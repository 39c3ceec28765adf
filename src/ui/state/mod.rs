// SPDX-License-Identifier: MPL-2.0
//! UI state management modules
//!
//! State that the zoomable view owns, kept apart from the widget code so it can
//! be exercised without a renderer.

pub mod reset;
pub mod transform;

pub use reset::{ease_in_out, ResetAnimation};
pub use transform::ViewTransformState;
// SPDX-License-Identifier: MPL-2.0
//! Test utilities for float comparisons.
//!
//! Re-exports the `approx` crate's `assert_abs_diff_eq!`, which handles
//! floating-point precision issues that `assert_eq!` cannot.

pub use approx::assert_abs_diff_eq;
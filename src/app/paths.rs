// SPDX-License-Identifier: MPL-2.0
//! Location of the settings directory.
//!
//! # Path Resolution Order
//!
//! 1. **Explicit override** - parameter to [`get_app_config_dir_with_override`] (for tests)
//! 2. **CLI argument** `--config-dir` - set via [`init_cli_overrides`]
//! 3. **Environment variable** `PINCH_LENS_CONFIG_DIR`
//! 4. **Platform default** - via `dirs` crate

use std::path::PathBuf;
use std::sync::OnceLock;

/// Application name used for directory naming.
const APP_NAME: &str = "PinchLens";

/// Environment variable to override the config directory.
pub const ENV_CONFIG_DIR: &str = "PINCH_LENS_CONFIG_DIR";

/// Global CLI override for config directory (set once at startup).
static CLI_CONFIG_DIR: OnceLock<Option<PathBuf>> = OnceLock::new();

/// Records the `--config-dir` argument.
///
/// Only the first call has an effect; later calls are logged and ignored.
pub fn init_cli_overrides(config_dir: Option<String>) {
    if CLI_CONFIG_DIR.set(config_dir.map(PathBuf::from)).is_err() {
        log::warn!("CLI config dir override already initialized");
    }
}

fn get_cli_config_dir() -> Option<PathBuf> {
    CLI_CONFIG_DIR.get().and_then(Clone::clone)
}

/// Returns the application config directory path.
///
/// - Linux: `~/.config/PinchLens/`
/// - macOS: `~/Library/Application Support/PinchLens/`
/// - Windows: `C:\Users\<User>\AppData\Roaming\PinchLens\`
///
/// Returns `None` if the config directory cannot be determined.
pub fn get_app_config_dir() -> Option<PathBuf> {
    get_app_config_dir_with_override(None)
}

/// Returns the application config directory path with an optional override.
///
/// The override has the highest priority.
pub fn get_app_config_dir_with_override(override_path: Option<PathBuf>) -> Option<PathBuf> {
    if let Some(path) = override_path {
        return Some(path);
    }

    if let Some(path) = get_cli_config_dir() {
        return Some(path);
    }

    if let Ok(env_path) = std::env::var(ENV_CONFIG_DIR) {
        if !env_path.is_empty() {
            return Some(PathBuf::from(env_path));
        }
    }

    dirs::config_dir().map(|mut path| {
        path.push(APP_NAME);
        path
    })
}
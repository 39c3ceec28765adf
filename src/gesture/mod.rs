// SPDX-License-Identifier: MPL-2.0
//! Pinch gesture recognition and interpretation.
//!
//! Raw input flows through two layers before it reaches the view:
//!
//! - a [`GestureSource`] ([`TouchPinch`] or [`DragPinch`]) turns Iced input
//!   events into [`PinchEvent`]s (state, scale factor, location, surface size);
//! - the [`GestureInterpreter`] turns a [`PinchEvent`] into a
//!   [`TransformSignal`] (scale delta and normalized anchor).
//!
//! Neither layer touches view state. The zoomable view receives the signal as a
//! value and decides what to do with it.

pub mod drag;
pub mod interpreter;
pub mod source;
pub mod touch;

pub use drag::DragPinch;
pub use interpreter::GestureInterpreter;
pub use source::{GestureSource, PinchSurfaceState};
pub use touch::TouchPinch;

use iced::{Point, Size};

/// Lifecycle phase of a pinch gesture.
#[derive(Debug, Clone, Copy, PartialEq, Eq, Hash)]
pub enum GestureState {
    Began,
    Changed,
    Ended,
    Cancelled,
}

impl GestureState {
    /// Returns true while fingers are down and the scale should track them.
    #[must_use]
    pub fn is_live(self) -> bool {
        matches!(self, GestureState::Began | GestureState::Changed)
    }
}

/// A point expressed as a fraction of a surface's width and height.
///
/// Both coordinates are guaranteed to lie in `[0, 1]`.
#[derive(Debug, Clone, Copy, PartialEq)]
pub struct NormalizedPoint {
    x: f32,
    y: f32,
}

impl NormalizedPoint {
    /// Resting anchor used when no gesture is in progress (the surface center).
    pub const NEUTRAL: Self = Self { x: 0.5, y: 0.5 };

    /// Creates a normalized point, clamping both coordinates to `[0, 1]`.
    #[must_use]
    pub fn new(x: f32, y: f32) -> Self {
        Self {
            x: x.clamp(0.0, 1.0),
            y: y.clamp(0.0, 1.0),
        }
    }

    /// Normalizes a surface-local pixel location.
    ///
    /// Returns `None` for degenerate surfaces or non-finite locations.
    #[must_use]
    pub fn from_location(location: Point, surface: SurfaceSize) -> Option<Self> {
        if surface.is_degenerate() || !location.x.is_finite() || !location.y.is_finite() {
            return None;
        }
        Some(Self::new(
            location.x / surface.width,
            location.y / surface.height,
        ))
    }

    #[must_use]
    pub fn x(self) -> f32 {
        self.x
    }

    #[must_use]
    pub fn y(self) -> f32 {
        self.y
    }

    /// Linear interpolation towards `target`; `t = 0` is `self`, `t = 1` is `target`.
    #[must_use]
    pub fn lerp(self, target: Self, t: f32) -> Self {
        Self::new(
            self.x + (target.x - self.x) * t,
            self.y + (target.y - self.y) * t,
        )
    }
}

impl Default for NormalizedPoint {
    fn default() -> Self {
        Self::NEUTRAL
    }
}

/// Size of the gesture-capturing surface in logical pixels.
#[derive(Debug, Clone, Copy, PartialEq)]
pub struct SurfaceSize {
    pub width: f32,
    pub height: f32,
}

impl SurfaceSize {
    #[must_use]
    pub fn new(width: f32, height: f32) -> Self {
        Self { width, height }
    }

    /// A surface with no usable area cannot normalize anything.
    #[must_use]
    pub fn is_degenerate(self) -> bool {
        !(self.width.is_finite() && self.height.is_finite())
            || self.width <= 0.0
            || self.height <= 0.0
    }
}

impl From<Size> for SurfaceSize {
    fn from(size: Size) -> Self {
        Self::new(size.width, size.height)
    }
}

/// Raw pinch event as reported by a [`GestureSource`].
#[derive(Debug, Clone, Copy, PartialEq)]
pub struct PinchEvent {
    pub state: GestureState,
    /// Scale relative to the gesture start (1.0 = unchanged).
    pub scale_factor: f32,
    /// Pinch location in surface-local pixels.
    pub location: Point,
    pub surface: SurfaceSize,
}

impl PinchEvent {
    #[must_use]
    pub fn new(
        state: GestureState,
        scale_factor: f32,
        location: Point,
        surface: impl Into<SurfaceSize>,
    ) -> Self {
        Self {
            state,
            scale_factor,
            location,
            surface: surface.into(),
        }
    }
}

/// Normalized output of the [`GestureInterpreter`].
#[derive(Debug, Clone, Copy, PartialEq)]
pub struct TransformSignal {
    /// Additive scale offset; `0.0` means no zoom, effective scale is `1 + delta`.
    pub scale_delta: f32,
    /// Locked anchor while a gesture is live, `None` when a reset is requested.
    pub anchor: Option<NormalizedPoint>,
}

impl TransformSignal {
    /// Signal asking the view to return to rest.
    pub const RESET: Self = Self {
        scale_delta: 0.0,
        anchor: None,
    };
}
#[test]
fn host_name_resolved_on_connect() {
	init_tracing();
	let mut listener = SocketBase::new(Family::Ipv4, Kind::Stream).unwrap();
	listener.bind(&Endpoint::parse("127.0.0.1:0").unwrap()).unwrap();
	listener.listen(1).unwrap();
	let port = listener.local_endpoint().and_then(Endpoint::port).unwrap();

	let target = Endpoint::parse(&format!("localhost:{port}")).unwrap();
	assert_eq!(target.family(), None);
	let mut client = SocketBase::new(Family::Ipv4, Kind::Stream).unwrap();
	client.connect(&target).unwrap();
	assert_eq!(client.peer_endpoint(), listener.local_endpoint());
	listener.accept().unwrap();
}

++++++++

#### EXERCISE AIM
Each line of the listing above that includes the word "impl" should be copied.

#### SOLUTION FOR THIS TASK
impl GestureState {
impl NormalizedPoint {
impl Default for NormalizedPoint {
impl SurfaceSize {
impl From<Size> for SurfaceSize {
impl PinchEvent {
        surface: impl Into<SurfaceSize>,
impl TransformSignal {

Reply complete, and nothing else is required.